Campbell räumte gegenüber Security Focus ein, Woolsey habe zwar "nicht unrecht", dass die amerikanischen Geheimdienste keine Wirtschaftsgeheimnisse für amerikanische Unternehmen besorgen, aber ganz so stimme dies auch wieder nicht: "Die amerikanischen Geheimdienste handeln nicht im Auftrag von US-Unternehmen, sondern von der Regierung. Aber die Weitergabe von Informationen geht über Kanäle zu Behörden wie dem Wirtschaftsministerium oder dem Weißen Haus. Diese Politiker und Regierungsangestellten treffen die Entscheidung, ob Informationen über Unternehmen auch außerhalb der Regierung weiter gegeben werden. Es gibt einen offiziellen Kanal zur Weitergabe von Geheimdienstinformationen an Unternehmen, aber nur als Folge von politischen Entscheidungen, die auf einer Fall-zu-Fall-Grundlage gefällt werden." Campbell verweist auf Zeitungsartikel, die berichtet haben, dass das Wirtschaftsministerium solche Informationen an bestimmte Leiter von Wirtschaftsunternehmen weiter geben.

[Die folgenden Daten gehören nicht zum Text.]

//! Forecaster configuration
//!
//! Defaults reproduce the behaviour the back office has always shipped with.
//! Values can be layered from an optional file and from environment variables
//! prefixed with `BOUTIQUE_FORECAST`, using `__` to separate nested keys
//! (e.g. `BOUTIQUE_FORECAST__SPLIT__SEED=7`).

use crate::error::{ForecastError, Result};
use config::{Config, Environment, File};
use serde::{Deserialize, Serialize};
use std::path::Path;
use tracing::debug;

/// Environment variable prefix for configuration overrides
pub const ENV_PREFIX: &str = "BOUTIQUE_FORECAST";

/// Whether a seasonal component is fitted
#[derive(Debug, Clone, Copy, PartialEq, Eq, Serialize, Deserialize)]
#[serde(rename_all = "lowercase")]
pub enum Seasonality {
    /// Enabled when the history is long enough to observe the cycle twice
    Auto,
    Enabled,
    Disabled,
}

/// Parameters of the aggregate trend model
#[derive(Debug, Clone, PartialEq, Serialize, Deserialize)]
#[serde(default)]
pub struct TrendConfig {
    pub weekly_seasonality: Seasonality,
    pub yearly_seasonality: Seasonality,
    /// Fourier order of the weekly cycle
    pub weekly_order: usize,
    /// Fourier order of the yearly cycle
    pub yearly_order: usize,
    /// Ridge penalty applied to seasonal coefficients
    pub seasonality_penalty: f64,
    /// Coverage of the uncertainty band, in (0, 1)
    pub interval_width: f64,
}

impl Default for TrendConfig {
    fn default() -> Self {
        Self {
            weekly_seasonality: Seasonality::Auto,
            yearly_seasonality: Seasonality::Auto,
            weekly_order: 3,
            yearly_order: 10,
            seasonality_penalty: 0.005,
            interval_width: 0.8,
        }
    }
}

/// Parameters of the gradient-boosted regression model
#[derive(Debug, Clone, PartialEq, Serialize, Deserialize)]
#[serde(default)]
pub struct BoostingConfig {
    pub n_estimators: usize,
    pub learning_rate: f64,
    pub max_depth: usize,
    /// L2 penalty on leaf weights
    pub l2_regularization: f64,
    /// Minimum number of rows on each side of a split
    pub min_child_weight: f64,
}

impl Default for BoostingConfig {
    fn default() -> Self {
        Self {
            n_estimators: 100,
            learning_rate: 0.3,
            max_depth: 6,
            l2_regularization: 1.0,
            min_child_weight: 1.0,
        }
    }
}

/// Train/holdout partition policy
#[derive(Debug, Clone, PartialEq, Serialize, Deserialize)]
#[serde(default)]
pub struct SplitConfig {
    /// Seed of the shuffle that assigns rows to the holdout set
    pub seed: u64,
    pub holdout_ratio: f64,
    pub min_rows: usize,
}

impl Default for SplitConfig {
    fn default() -> Self {
        Self {
            seed: 42,
            holdout_ratio: 0.2,
            min_rows: 5,
        }
    }
}

/// How the trend and regression estimates are combined at inference time
#[derive(Debug, Clone, PartialEq, Serialize, Deserialize)]
#[serde(default)]
pub struct CombineConfig {
    /// Divisor turning the trend level into a scale factor
    pub trend_normalizer: f64,
    pub confidence_cap: f64,
    /// Trend levels with a smaller magnitude yield zero confidence
    pub trend_epsilon: f64,
}

impl Default for CombineConfig {
    fn default() -> Self {
        Self {
            trend_normalizer: 10.0,
            confidence_cap: 0.9,
            trend_epsilon: 1e-9,
        }
    }
}

impl CombineConfig {
    pub fn validate(&self) -> Result<()> {
        if !(self.trend_normalizer > 0.0) {
            return Err(ForecastError::InvalidParameter(
                "combine.trend_normalizer must be positive".to_string(),
            ));
        }
        if !(self.confidence_cap > 0.0 && self.confidence_cap <= 1.0) {
            return Err(ForecastError::InvalidParameter(
                "combine.confidence_cap must be in (0, 1]".to_string(),
            ));
        }
        if !(self.trend_epsilon >= 0.0) {
            return Err(ForecastError::InvalidParameter(
                "combine.trend_epsilon must be non-negative".to_string(),
            ));
        }
        Ok(())
    }
}

/// Complete forecaster configuration
#[derive(Debug, Clone, Default, PartialEq, Serialize, Deserialize)]
#[serde(default)]
pub struct ForecasterConfig {
    pub trend: TrendConfig,
    pub boosting: BoostingConfig,
    pub split: SplitConfig,
    pub combine: CombineConfig,
}

impl ForecasterConfig {
    /// Load configuration from an optional file overlaid with environment variables
    pub fn load(path: Option<&Path>) -> Result<Self> {
        let mut builder = Config::builder();
        if let Some(path) = path {
            debug!(path = %path.display(), "reading forecaster configuration file");
            builder = builder.add_source(File::from(path).required(true));
        }

        let config: ForecasterConfig = builder
            .add_source(
                Environment::with_prefix(ENV_PREFIX)
                    .separator("__")
                    .try_parsing(true),
            )
            .build()?
            .try_deserialize()?;

        config.validate()?;
        Ok(config)
    }

    /// Check every parameter is within its usable range
    pub fn validate(&self) -> Result<()> {
        let trend = &self.trend;
        if !(trend.interval_width > 0.0 && trend.interval_width < 1.0) {
            return Err(ForecastError::InvalidParameter(
                "trend.interval_width must be between 0 and 1".to_string(),
            ));
        }
        if !(trend.seasonality_penalty > 0.0) {
            return Err(ForecastError::InvalidParameter(
                "trend.seasonality_penalty must be positive".to_string(),
            ));
        }

        let boosting = &self.boosting;
        if boosting.n_estimators == 0 {
            return Err(ForecastError::InvalidParameter(
                "boosting.n_estimators must be positive".to_string(),
            ));
        }
        if !(boosting.learning_rate > 0.0 && boosting.learning_rate <= 1.0) {
            return Err(ForecastError::InvalidParameter(
                "boosting.learning_rate must be in (0, 1]".to_string(),
            ));
        }
        if boosting.max_depth == 0 {
            return Err(ForecastError::InvalidParameter(
                "boosting.max_depth must be positive".to_string(),
            ));
        }
        if !(boosting.l2_regularization >= 0.0) || !(boosting.min_child_weight >= 0.0) {
            return Err(ForecastError::InvalidParameter(
                "boosting regularization terms must be non-negative".to_string(),
            ));
        }

        let split = &self.split;
        if !(split.holdout_ratio > 0.0 && split.holdout_ratio < 1.0) {
            return Err(ForecastError::InvalidParameter(
                "split.holdout_ratio must be between 0 and 1".to_string(),
            ));
        }
        if split.min_rows < 2 {
            return Err(ForecastError::InvalidParameter(
                "split.min_rows must leave at least one row on each side".to_string(),
            ));
        }

        self.combine.validate()
    }
}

Das alles bleibt auf dieser Ebene natürlich weiterhin nebulös, solange es keine wirklichen Belege gibt. Doch jetzt hat sich auch James Bamford, Autor eines Buches über die NSA, in die Diskussion eingemischt. Auch wenn er der Meinung ist, dass die NSA stärker kontrolliert werden müsste, stärkt er dennoch die Position von Woolsey, dass der Geheimdienst keine Informationen an die US-Wirtschaft weiterreicht: "Die NSA ist eine äußerst geheime Organisation. Selbst wenn man in der Regierung oder in einem anderen Geheimdienst arbeitet, wird man kaum Informationen von der NSA erhalten." Die NSA sei vor allem mit aktuellen politischen Problemen beschäftigt, also etwa wo sich Usama Bin Laden aufhalte, aber nicht mit der Beschaffung von Informationen über europäische Unternehmen.

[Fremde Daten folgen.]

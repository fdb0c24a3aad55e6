//! # Boutique Forecast
//!
//! Umbrella crate for the boutique demand forecasting workspace.
//!
//! - [`demand_forecast`]: data preparation, the trend and regression models,
//!   the combined forecaster, persistence and forecast generation
//! - [`demand_math`]: numeric building blocks (least squares, Fourier terms, statistics)
//!
//! ## Example
//!
//! ```
//! use boutique_workspace::SIZE_LABELS;
//!
//! assert_eq!(SIZE_LABELS.len(), 6);
//! assert_eq!(SIZE_LABELS[0], "XS");
//! ```

pub use demand_forecast;
pub use demand_math;

pub use demand_forecast::{
    generate_forecasts, DemandForecaster, DemandPrediction, ForecastError, ForecastResult,
    ForecastStore, ForecasterConfig, SalesRecord, SharedForecaster, SIZE_LABELS,
};
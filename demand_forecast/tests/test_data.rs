use demand_forecast::data::{DataLoader, SalesRecord};
use demand_forecast::ForecastError;
use pretty_assertions::assert_eq;
use std::io::Write;
use tempfile::NamedTempFile;

#[test]
fn test_data_loader_from_csv() {
    let mut file = NamedTempFile::new().unwrap();
    writeln!(file, "size,category,quantity,order_date,price").unwrap();
    writeln!(file, "M,Lehenga,3,2024-01-01,4500.0").unwrap();
    writeln!(file, "S,Suit,1,2024-01-02 10:15:00,").unwrap();

    let records = DataLoader::from_csv(file.path()).unwrap();

    assert_eq!(
        records,
        vec![
            SalesRecord::new("Lehenga", "M", 3, "2024-01-01").with_price(4500.0),
            SalesRecord::new("Suit", "S", 1, "2024-01-02 10:15:00"),
        ]
    );
}

#[test]
fn test_column_order_and_whitespace() {
    let csv = "order_date, category ,size,price,quantity\n2024-03-05, Saree ,L,,2\n";

    let records = DataLoader::from_reader(csv.as_bytes()).unwrap();

    assert_eq!(records.len(), 1);
    assert_eq!(records[0].category, "Saree");
    assert_eq!(records[0].quantity, 2);
    assert_eq!(records[0].unit_price, None);
}

#[test]
fn test_data_loader_error_handling() {
    let result = DataLoader::from_csv("nonexistent_sales_export.csv");
    assert!(result.is_err());

    let csv = "size,category,quantity,order_date,price\nM,Lehenga,many,2024-01-01,\n";
    let result = DataLoader::from_reader(csv.as_bytes());
    assert!(matches!(result, Err(ForecastError::CsvError(_))));
}

#[test]
fn test_record_date() {
    let record = SalesRecord::new("Lehenga", "M", 1, "2024-02-29T08:00:00Z");
    assert_eq!(
        record.date().unwrap(),
        chrono::NaiveDate::from_ymd_opt(2024, 2, 29).unwrap()
    );

    let record = SalesRecord::new("Lehenga", "M", 1, "yesterday");
    assert!(matches!(record.date(), Err(ForecastError::ValidationError(_))));
}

Campbell ist allerdings der Meinung, dass der Streit, ob nun die NSA Wirtschaftsspionage betreibe oder nicht, das wirkliche Problem in den Hintergrund schiebe, das die europäischen und amerikanischen Bürger gleichermaßen betrifft, nämlich "das gigantische Ausmaß des Eindringens in die Privatsphäre durch elektronische Geheimdienste, gleich ob es sich um amerikanische, britische oder andere Geheimdienste handelt. Ich stimme sicherlich der Behauptung zu, dass die Franzosen das auf dieselbe schamlose Weise machen, wie dies Mr. Woolsey gemacht hatte, als er für den CIA gearbeitet hat."

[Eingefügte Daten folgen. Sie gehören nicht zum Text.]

//! Utility functions for the demand_forecast crate

use crate::config::SplitConfig;
use crate::error::{ForecastError, Result};
use chrono::{Datelike, NaiveDate};
use rand::rngs::StdRng;
use rand::seq::SliceRandom;
use rand::SeedableRng;

/// Row indices assigned to the training and holdout partitions
#[derive(Debug, Clone, PartialEq, Eq)]
pub struct SplitIndices {
    pub train: Vec<usize>,
    pub holdout: Vec<usize>,
}

/// Partition `n` rows into training and holdout sets.
///
/// Rows are shuffled with an RNG seeded from `config.seed`, so identical
/// inputs and configuration always produce the same partition. The holdout
/// set takes `ceil(n * holdout_ratio)` rows and never fewer than one.
pub fn train_test_split(n: usize, config: &SplitConfig) -> Result<SplitIndices> {
    if n < config.min_rows {
        return Err(ForecastError::InsufficientData(format!(
            "Need at least {} rows for a train/holdout split, got {}",
            config.min_rows, n
        )));
    }
    if !(config.holdout_ratio > 0.0 && config.holdout_ratio < 1.0) {
        return Err(ForecastError::InvalidParameter(
            "Holdout ratio must be between 0 and 1".to_string(),
        ));
    }

    let holdout_size = ((n as f64 * config.holdout_ratio).ceil() as usize).max(1);
    if holdout_size >= n {
        return Err(ForecastError::InsufficientData(format!(
            "A holdout of {} rows leaves nothing to train on",
            holdout_size
        )));
    }

    let mut indices: Vec<usize> = (0..n).collect();
    let mut rng = StdRng::seed_from_u64(config.seed);
    indices.shuffle(&mut rng);

    let train = indices.split_off(holdout_size);
    Ok(SplitIndices {
        train,
        holdout: indices,
    })
}

/// First day of the month following `today`
pub fn next_forecast_month(today: NaiveDate) -> Result<NaiveDate> {
    let (year, month) = if today.month() == 12 {
        (today.year() + 1, 1)
    } else {
        (today.year(), today.month() + 1)
    };

    NaiveDate::from_ymd_opt(year, month, 1).ok_or_else(|| {
        ForecastError::ValidationError(format!("No month follows {}", today))
    })
}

Dänische Journalisten des Ekstra Bladets sagen, sie hätten Belege dafür gefunden, dass die NSA mit Echelon nicht nur Leute wie Saddam Hussein, Osama Bin Laden, Milosevich oder andere "Bösewichter" belauschen, sondern auch Hacker, NGOs oder Organisationen wie das Rote Kreuz auf das Korn nehmen. Auf einer Diaserie, die bei einem internen Vortrag über die "Our Changing World" von einem Offizier der 544th Intelligence Group des Luftwaffengeheimdienstes gezeigt worden seien, der nach den kürzlich veröffentlichten Dokumenten einen Echelon-Lauschposten betreibt, seien diese Ziele mit der rhetorischen Frage "Freund oder Feind?" als neue Ziele hervorgehoben worden. In der sich verändernden Welt, so der Text zu dem Dia, gibt es "viele Fische in vielen unvertrauten Gewässern. Sie sind mobil und vielfältig, und die Technik hat sie voranschreiten lassen." Ob das auch wirklich heißt, dass NGOs oder das Rote Kreuz belauscht werden, wie die Journalisten unterstellen, lässt sich daraus natürlich nicht ableiten. Das aber die Webseiten mit den Dias mittlerweile gesperrt sind - "Forbidden Page" - , von denen die dänischen Zeitung die Links angegeben hat, eist zumindest darauf hin, dass sie für die Öffentlichkeit nicht vorgesehen waren, und lässt auch vermuten, dass an der Behauptung der Journalisten doch etwas dran sein könnte. Immerhin hat Ekstra Bladet das betreffende Dia kopiert und ins Netz gestellt.